*** The data Section Begins ***
//! 部署相关领域模型

use axum::http::HeaderMap;
use bytes::Bytes;
use chrono::{DateTime, Utc};
use serde::Serialize;
use std::path::PathBuf;

/// 部署状态（仅用于已结束的部署记录）
#[derive(Clone, Debug, Serialize, PartialEq)]
#[serde(rename_all = "snake_case")]
pub enum DeployStatus {
    Success,
    Failed,
}

impl DeployStatus {
    /// 转换为字符串
    pub fn as_str(&self) -> &'static str {
        match self {
            DeployStatus::Success => "success",
            DeployStatus::Failed => "failed",
        }
    }
}

/// 步骤状态
#[derive(Clone, Debug, Serialize, PartialEq)]
#[serde(rename_all = "snake_case")]
pub enum StepStatus {
    Success,
    Failed,
    TimedOut,
}

/// 单个步骤的执行结果
#[derive(Clone, Debug, Serialize)]
pub struct StepResult {
    /// 步骤标识 (fetch / stop / build / start)
    pub name: String,
    /// 退出码，超时或启动失败时为空
    pub exit_code: Option<i32>,
    /// 持续时间（毫秒）
    pub duration_ms: u64,
    pub status: StepStatus,
}

impl StepResult {
    pub fn succeeded(&self) -> bool {
        self.status == StepStatus::Success
    }
}

/// 流水线步骤定义
#[derive(Clone, Debug, PartialEq)]
pub struct PipelineStep {
    /// 步骤标识
    pub name: String,
    /// 要执行的程序
    pub program: String,
    /// 命令行参数
    pub args: Vec<String>,
    /// 工作目录
    pub work_dir: PathBuf,
    /// 失败时是否中止后续步骤
    pub abort_on_failure: bool,
}

impl PipelineStep {
    pub fn new(name: &str, program: &str, args: Vec<String>, work_dir: PathBuf) -> Self {
        Self {
            name: name.to_string(),
            program: program.to_string(),
            args,
            work_dir,
            abort_on_failure: true,
        }
    }

    /// 用于日志展示的完整命令行
    pub fn command_line(&self) -> String {
        let mut line = self.program.clone();
        for arg in &self.args {
            line.push(' ');
            line.push_str(arg);
        }
        line
    }
}

/// 解析后的推送事件
///
/// 每个请求创建一次，请求结束即丢弃
#[derive(Clone, Debug)]
pub struct DeploymentEvent {
    /// 推送的 ref (e.g. "refs/heads/main")
    pub reference: String,
    /// 推送后的提交哈希（payload 中的 `after`）
    pub commit: Option<String>,
    /// 投递 ID，仅用于日志关联
    pub delivery_id: Option<String>,
    /// 原始请求体（签名校验使用）
    pub raw_body: Bytes,
    pub headers: HeaderMap,
}

/// 一次部署尝试的结果
#[derive(Clone, Debug, Serialize)]
pub struct DeploymentOutcome {
    pub deployment_id: String,
    pub triggered: bool,
    /// 已执行步骤（按执行顺序）
    pub steps: Vec<StepResult>,
    #[serde(skip_serializing_if = "Option::is_none")]
    pub failed_step: Option<String>,
    #[serde(skip_serializing_if = "Option::is_none")]
    pub failure_reason: Option<String>,
    /// 失败步骤的 stderr 尾部（已截断、已脱敏）
    #[serde(skip_serializing_if = "Option::is_none")]
    pub stderr_tail: Option<String>,
}

impl DeploymentOutcome {
    pub fn new(deployment_id: String) -> Self {
        Self {
            deployment_id,
            triggered: true,
            steps: Vec::new(),
            failed_step: None,
            failure_reason: None,
            stderr_tail: None,
        }
    }

    pub fn is_success(&self) -> bool {
        self.failed_step.is_none()
    }

    /// 失败步骤的退出码
    pub fn failed_exit_code(&self) -> Option<i32> {
        let failed = self.failed_step.as_deref()?;
        self.steps
            .iter()
            .find(|s| s.name == failed)
            .and_then(|s| s.exit_code)
    }
}

/// 部署历史记录
#[derive(Clone, Debug, Serialize)]
pub struct DeploymentRecord {
    pub id: String,
    pub reference: String,
    pub commit: Option<String>,
    pub status: DeployStatus,
    pub started_at: DateTime<Utc>,
    pub finished_at: DateTime<Utc>,
    pub steps: Vec<StepResult>,
    #[serde(skip_serializing_if = "Option::is_none")]
    pub failure_reason: Option<String>,
}

impl DeploymentRecord {
    /// 从部署结果生成记录（不保留 stderr）
    pub fn from_outcome(
        event: &DeploymentEvent,
        outcome: &DeploymentOutcome,
        started_at: DateTime<Utc>,
    ) -> Self {
        let status = if outcome.is_success() {
            DeployStatus::Success
        } else {
            DeployStatus::Failed
        };
        Self {
            id: outcome.deployment_id.clone(),
            reference: event.reference.clone(),
            commit: event.commit.clone(),
            status,
            started_at,
            finished_at: Utc::now(),
            steps: outcome.steps.clone(),
            failure_reason: outcome.failure_reason.clone(),
        }
    }
}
*** The data Section Ends ***
> **What is expected**
How many lines in the records above contain the word "DeployStatus"? Reply with the number alone.

> **Output of the task**
7